Posted Date: October 31, 2008
How it ran - by Brenna Fender
There were two main trouble spots on this course: the entrance to the weaves and the long jump. In many cases the error on the way to the weaves was an off-course at the tunnel. Handlers were driving their dogs to get a good weave entrance but the dogs locked onto the tunnel and never even realized that the weave poles were the next obstacle. By the time many handlers realized what was about to happen, they tended to stop in their tracks and call the dog, which wasn't very effective.
The other major problem area was the long jump. It was a 180-degree-approach and dogs missed it entirely, others turned the wrong way after the preceding jump (most handlers crossed behind and some of the dogs didn't catch that cue), and some that did make the turn sliced the long jump and didn't properly perform it. Successful dog-and-handler teams had tight, well-communicated turns before the long jump so that the dog was properly aimed to clear the obstacle.

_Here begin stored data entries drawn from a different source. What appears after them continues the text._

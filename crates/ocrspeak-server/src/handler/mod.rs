//! All `axum::`[`Router`]s with related `axum::`[`Handler`]s.
//!
//! | Method | Path              | Handler                          |
//! |--------|-------------------|----------------------------------|
//! | GET    | `/`               | upload page                      |
//! | POST   | `/api/ocr`        | OCR, drawing and optional speech |
//! | GET    | `/api/languages`  | dropdown entries                 |
//! | GET    | `/audio/{file}`   | generated speech                 |
//! | GET    | `/health`         | component status                 |
//!
//! [`Router`]: axum::routing::Router
//! [`Handler`]: axum::handler::Handler

mod error;
mod languages;
mod monitors;
mod ocr;
mod pages;
pub mod request;
pub mod response;

use axum::Router;
use axum::response::{IntoResponse, Response};
use tower_http::services::ServeDir;

pub use crate::handler::error::{Error, ErrorKind, Result};
use crate::service::{AUDIO_ROUTE, ServiceState};

#[inline]
async fn handler() -> Response {
    ErrorKind::NotFound.into_response()
}

/// Returns a [`Router`] with all routes.
///
/// Audio files are served from the directory the pipeline writes to.
pub fn routes(state: ServiceState) -> Router<ServiceState> {
    let audio_dir = state.pipeline().audio_store().dir().to_path_buf();

    Router::new()
        .merge(pages::routes())
        .merge(ocr::routes())
        .merge(languages::routes())
        .merge(monitors::routes())
        .nest_service(AUDIO_ROUTE, ServeDir::new(audio_dir))
        .fallback(handler)
}

#[cfg(test)]
pub(crate) mod test {
    use std::path::PathBuf;

    use axum::Router;
    use axum_test::TestServer;
    use ocrspeak_core::{OpticalService, SpeechService};
    use ocrspeak_paddle::PaddleConfig;
    use ocrspeak_test::{MockOpticalProvider, MockSpeechProvider};
    use tempfile::TempDir;

    use crate::handler::routes;
    use crate::service::{Capabilities, ServiceConfig, ServiceState};

    /// A running test server with the mocks behind it.
    pub struct TestApp {
        pub server: TestServer,
        pub optical: Option<MockOpticalProvider>,
        pub speech: Option<MockSpeechProvider>,
        _audio_dir: TempDir,
    }

    /// Returns a new [`TestApp`] with the given router and the given mocks.
    ///
    /// The font path never exists, so results come back as raw text.
    pub async fn create_test_server_with_mocks(
        router: impl Fn(ServiceState) -> Router<ServiceState>,
        optical: Option<MockOpticalProvider>,
        speech: Option<MockSpeechProvider>,
    ) -> anyhow::Result<TestApp> {
        create_test_server_with_font(router, optical, speech, None).await
    }

    /// Returns a new [`TestApp`] drawing with `font`, or with a missing
    /// font when `None`.
    pub async fn create_test_server_with_font(
        router: impl Fn(ServiceState) -> Router<ServiceState>,
        optical: Option<MockOpticalProvider>,
        speech: Option<MockSpeechProvider>,
        font: Option<PathBuf>,
    ) -> anyhow::Result<TestApp> {
        let audio_dir = tempfile::tempdir()?;
        let font = font.unwrap_or_else(|| audio_dir.path().join("missing.ttf"));
        let config = ServiceConfig::default()
            .with_audio_dir(audio_dir.path().join("audio"))
            .with_font_path(font);

        let capabilities = Capabilities::new(
            optical.clone().map(OpticalService::new),
            speech.clone().map(SpeechService::new),
        );
        let state =
            ServiceState::from_config(&config, &PaddleConfig::default(), capabilities).await?;

        let app: Router = router(state.clone()).with_state(state);
        let server = TestServer::new(app)?;

        Ok(TestApp {
            server,
            optical,
            speech,
            _audio_dir: audio_dir,
        })
    }

    /// Returns a new [`TestApp`] whose engine reads "Hello" and "World".
    pub async fn create_test_server_with_router(
        router: impl Fn(ServiceState) -> Router<ServiceState>,
    ) -> anyhow::Result<TestApp> {
        create_test_server_with_mocks(
            router,
            Some(MockOpticalProvider::with_lines(&[("Hello", 0.98), ("World", 0.91)])),
            Some(MockSpeechProvider::default()),
        )
        .await
    }

    /// Returns a new [`TestApp`] with all routes.
    pub async fn create_test_server() -> anyhow::Result<TestApp> {
        create_test_server_with_router(routes).await
    }

    #[tokio::test]
    async fn handlers() -> anyhow::Result<()> {
        let app = create_test_server().await?;
        assert!(app.server.is_running());
        Ok(())
    }

    #[tokio::test]
    async fn unknown_route_is_not_found() -> anyhow::Result<()> {
        let app = create_test_server().await?;

        let response = app.server.get("/missing").await;
        response.assert_status_not_found();
        let body = response.json::<serde_json::Value>();
        assert_eq!(body["name"], "not_found");
        Ok(())
    }
}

Other than those two problem areas, there were assorted bars down, handling errors, and missed contacts.
Among the successful runs I observed were Gail D'Avolio and her All-Breed dog, Sting. Gail handled her very fast dog with significant distance that resulted in an amazing weave pole entrance and a flawless run. Gail was heard proclaiming, "That was the run of our lives!" It was certainly a thing of beauty!
Trouble, a Border Collie owned by Naci Berkoz, was inaccurately named today as he took the perfect turn before the long jump and finished the course clean and fast. Border Collie Kiki, owned by Rose Savkov, ran also ran well, behaving as if she knew exactly where to go on course. It looked like Kiki memorized her course map before the run!